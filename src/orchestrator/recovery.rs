//! Startup sweep for tasks left `running` by a previous process.

use chrono::{DateTime, Utc};
use uuid::Uuid;

use crate::plan::{PlanMode, TaskStatus, TaskTransition};
use crate::store::{PlanStore, StoreError, StoreResult};

/// What a recovery sweep did.
#[derive(Debug, Clone, Default, PartialEq, Eq)]
pub struct RecoveryReport {
    pub plans_scanned: usize,
    /// `(plan_id, task_id)` of every task forced to `skipped`
    pub recovered: Vec<(Uuid, u32)>,
}

/// Skip every task of an active autonomous plan that entered `running` more
/// than `grace` before `now` and has no later history entry.
pub async fn recover_stalled_tasks(
    store: &dyn PlanStore,
    grace: chrono::Duration,
    now: DateTime<Utc>,
) -> StoreResult<RecoveryReport> {
    let plans = store.list_active_plans(PlanMode::Autonomous).await?;
    let mut report = RecoveryReport {
        plans_scanned: plans.len(),
        ..Default::default()
    };

    for plan in &plans {
        for task in plan.tasks.iter().filter(|t| t.status == TaskStatus::Running) {
            let stale = match task.last_transition() {
                Some(entry) => entry.status == TaskStatus::Running && now - entry.timestamp > grace,
                None => true,
            };
            if !stale {
                continue;
            }

            let transition = TaskTransition::to(TaskStatus::Skipped)
                .details("Recovered after restart")
                .error(format!(
                    "Recovery timeout: task was still running after {} minute(s) when the process restarted",
                    grace.num_minutes()
                ));
            match store
                .transition_task_state(plan.id, task.id, transition)
                .await
            {
                Ok(_) => {
                    tracing::warn!(
                        "Recovered stalled task {} of plan {} as skipped",
                        task.id,
                        plan.id
                    );
                    report.recovered.push((plan.id, task.id));
                }
                // Finished between the scan and the write
                Err(StoreError::InvalidTransition { .. }) => {}
                Err(e) => return Err(e),
            }
        }
    }

    if !report.recovered.is_empty() {
        tracing::info!(
            "Recovery skipped {} task(s) across {} active plan(s)",
            report.recovered.len(),
            report.plans_scanned
        );
    }
    Ok(report)
}

#[cfg(test)]
mod tests {
    use super::*;
    use crate::store::{contract, InMemoryPlanStore};

    async fn start(store: &dyn PlanStore, plan_id: Uuid, task_id: u32, at: DateTime<Utc>) {
        let mut transition = TaskTransition::to(TaskStatus::Running);
        transition.timestamp = at;
        store
            .transition_task_state(plan_id, task_id, transition)
            .await
            .unwrap();
    }

    #[tokio::test]
    async fn test_skips_only_stale_running_tasks() {
        let store = InMemoryPlanStore::new();
        let stale = contract::sample_plan();
        let fresh = contract::sample_plan();
        store.create_plan(&stale).await.unwrap();
        store.create_plan(&fresh).await.unwrap();

        let now = Utc::now();
        start(&store, stale.id, 1, now - chrono::Duration::minutes(10)).await;
        start(&store, fresh.id, 1, now - chrono::Duration::minutes(1)).await;

        let report = recover_stalled_tasks(&store, chrono::Duration::minutes(5), now)
            .await
            .unwrap();
        assert_eq!(report.plans_scanned, 2);
        assert_eq!(report.recovered, vec![(stale.id, 1)]);

        let plan = store.get_plan(stale.id).await.unwrap().unwrap();
        let task = plan.task(1).unwrap();
        assert_eq!(task.status, TaskStatus::Skipped);
        assert!(task.error.as_deref().unwrap().starts_with("Recovery timeout"));
        assert_eq!(task.state_history.len(), 2);

        let plan = store.get_plan(fresh.id).await.unwrap().unwrap();
        assert_eq!(plan.task(1).unwrap().status, TaskStatus::Running);
    }

    #[tokio::test]
    async fn test_ignores_finished_plans() {
        let store = InMemoryPlanStore::new();
        let plan = contract::sample_plan();
        store.create_plan(&plan).await.unwrap();
        start(&store, plan.id, 1, Utc::now() - chrono::Duration::hours(1)).await;
        store
            .finish_plan(
                plan.id,
                crate::plan::PlanOutcome::Cancelled {
                    reason: "user".into(),
                },
            )
            .await
            .unwrap();

        let report = recover_stalled_tasks(&store, chrono::Duration::minutes(5), Utc::now())
            .await
            .unwrap();
        assert_eq!(report, RecoveryReport::default());
    }
}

Aim of the task
Across all the records above, how many lines hold the word "PlanMode"? Answer with only that number.

Answer area
2